- BRIEF -
Return each line of the entries that mentions the word "self".

Saved entries
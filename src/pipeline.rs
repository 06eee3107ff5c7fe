//! The analysis pipeline: resolve → fetch → score each comment → aggregate.
//!
//! One run per request, no state shared between runs. Per-comment problems
//! (markup-only text, encoding junk) drop that comment and continue; only a
//! missing video ID or an exhausted comment source fails the whole run.

use serde::{Deserialize, Serialize};
use thiserror::Error;
use tracing::{info, warn};
use utoipa::ToSchema;

use crate::aggregate::{self, Percentages, Totals, WordCount};
use crate::config::Config;
use crate::normalize::clean_text;
use crate::resolver;
use crate::sarcasm;
use crate::sentiment::{self, Sentiment};
use crate::youtube::{fetch_comments, CommentSource, VideoInfo};

/// |compound| below this marks a comment as worth a human look.
const REVIEW_BAND: f64 = 0.1;

#[derive(Debug, Error)]
pub enum AnalysisError {
    #[error("no video id could be extracted from the supplied URL")]
    InvalidInput,
    #[error("comments unavailable: {0}")]
    SourceUnavailable(String),
}

/// One comment after normalization, scoring and sarcasm classification.
#[derive(Debug, Clone, Serialize, Deserialize, ToSchema)]
pub struct AnalyzedComment {
    pub original: String,
    pub author: Option<String>,
    pub sentiment: Sentiment,
    pub compound: f64,
    pub sarcastic: bool,
    /// Sarcastic or too close to neutral to trust the label.
    pub needs_review: bool,
}

/// The complete output of one analysis run.
#[derive(Debug, Clone, Serialize, Deserialize, ToSchema)]
pub struct AnalysisResult {
    pub video_info: VideoInfo,
    pub totals: Totals,
    pub percentages: Percentages,
    pub top_words: Vec<WordCount>,
    pub sample_comments: Vec<AnalyzedComment>,
}

/// Run the full pipeline for one video URL.
///
/// Metadata lookup is soft: a failure there logs a warning and leaves the
/// fields absent. Zero retrievable comments is a valid outcome and yields an
/// all-zero result, not an error.
pub async fn analyze(
    source: &dyn CommentSource,
    cfg: &Config,
    video_url: &str,
) -> Result<AnalysisResult, AnalysisError> {
    let video_id = resolver::extract_video_id(video_url).ok_or(AnalysisError::InvalidInput)?;
    info!(video_id = %video_id, "starting analysis");

    let video_info = match source.video_info(&video_id).await {
        Ok(info) => info,
        Err(e) => {
            warn!(error = %e, "video metadata lookup failed, continuing without it");
            VideoInfo::default()
        }
    };

    let raw_comments = fetch_comments(source, &video_id, cfg)
        .await
        .map_err(|e| AnalysisError::SourceUnavailable(e.to_string()))?;

    let mut analyzed: Vec<AnalyzedComment> = Vec::with_capacity(raw_comments.len());
    let mut cleaned_texts: Vec<String> = Vec::with_capacity(raw_comments.len());

    for raw in raw_comments {
        let cleaned = clean_text(&raw.text);
        if cleaned.is_empty() {
            // Nothing left to score once markup and links are gone.
            continue;
        }

        let (compound, label) = sentiment::analyze(&cleaned);
        let sarcastic = sarcasm::is_sarcastic(&cleaned, label);

        analyzed.push(AnalyzedComment {
            original: raw.text,
            author: Some(raw.author),
            sentiment: label,
            compound,
            sarcastic,
            needs_review: sarcastic || compound.abs() < REVIEW_BAND,
        });
        cleaned_texts.push(cleaned);
    }

    let totals = aggregate::tally(&analyzed);
    let percentages = aggregate::percentages(&totals);
    let top_words = aggregate::top_words(cleaned_texts.iter().map(String::as_str), cfg.top_words);

    let mut sample_comments = analyzed;
    sample_comments.truncate(cfg.sample_size);

    info!(
        total = totals.total_comments,
        positive = totals.positive,
        negative = totals.negative,
        neutral = totals.neutral,
        sarcastic = totals.sarcastic,
        "analysis complete"
    );

    Ok(AnalysisResult {
        video_info,
        totals,
        percentages,
        top_words,
        sample_comments,
    })
}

- EXERCISE RESULT -
use crate::aggregate::{self, Percentages, Totals, WordCount};
use crate::sentiment::{self, Sentiment};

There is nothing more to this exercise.